=== Begin Enclosure ===

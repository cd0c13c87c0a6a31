//! Forced error responses for black-box testing
//!
//! A request carrying `must_err=<code>` with a three digit code in
//! `[400, 600)` is answered with that status and the error envelope before
//! reaching routing, e.g. `GET /login?must_err=403`.

use axum::{
    extract::Request,
    http::StatusCode,
    middleware::Next,
    response::{IntoResponse, Response},
};
use tracing::debug;

use crate::http::{middleware::request_id::request_id_of, responses::ErrorResponse};

pub const MUST_ERR_PARAM: &str = "must_err";

pub async fn must_err_middleware(request: Request, next: Next) -> Response {
    let Some(status) = request.uri().query().and_then(forced_status) else {
        return next.run(request).await;
    };

    debug!(
        status = status.as_u16(),
        uri = %request.uri(),
        "Forcing error response"
    );
    ErrorResponse::from_status(status, request_id_of(&request)).into_response()
}

/// Status requested through the query string, if it is a valid error code
pub fn forced_status(query: &str) -> Option<StatusCode> {
    let value = url::form_urlencoded::parse(query.as_bytes())
        .find(|(key, _)| key == MUST_ERR_PARAM)
        .map(|(_, value)| value)?;

    if value.len() != 3 {
        return None;
    }
    let code: u16 = value.parse().ok()?;
    if !(400..600).contains(&code) {
        return None;
    }
    StatusCode::from_u16(code).ok()
}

=== End Enclosure ===

▸ **What you are asked to do**: In your answer, repeat each of the records exactly.

▸ **Response to the task**:
repository cd0c13c87c0a6a31
//! Forced error responses for black-box testing
//!
//! A request carrying `must_err=<code>` with a three digit code in
//! `[400, 600)` is answered with that status and the error envelope before
//! reaching routing, e.g. `GET /login?must_err=403`.

use axum::{
    extract::Request,
    http::StatusCode,
    middleware::Next,
    response::{IntoResponse, Response},
};
use tracing::debug;

use crate::http::{middleware::request_id::request_id_of, responses::ErrorResponse};

pub const MUST_ERR_PARAM: &str = "must_err";

pub async fn must_err_middleware(request: Request, next: Next) -> Response {
    let Some(status) = request.uri().query().and_then(forced_status) else {
        return next.run(request).await;
    };

    debug!(
        status = status.as_u16(),
        uri = %request.uri(),
        "Forcing error response"
    );
    ErrorResponse::from_status(status, request_id_of(&request)).into_response()
}

/// Status requested through the query string, if it is a valid error code
pub fn forced_status(query: &str) -> Option<StatusCode> {
    let value = url::form_urlencoded::parse(query.as_bytes())
        .find(|(key, _)| key == MUST_ERR_PARAM)
        .map(|(_, value)| value)?;

    if value.len() != 3 {
        return None;
    }
    let code: u16 = value.parse().ok()?;
    if !(400..600).contains(&code) {
        return None;
    }
    StatusCode::from_u16(code).ok()
}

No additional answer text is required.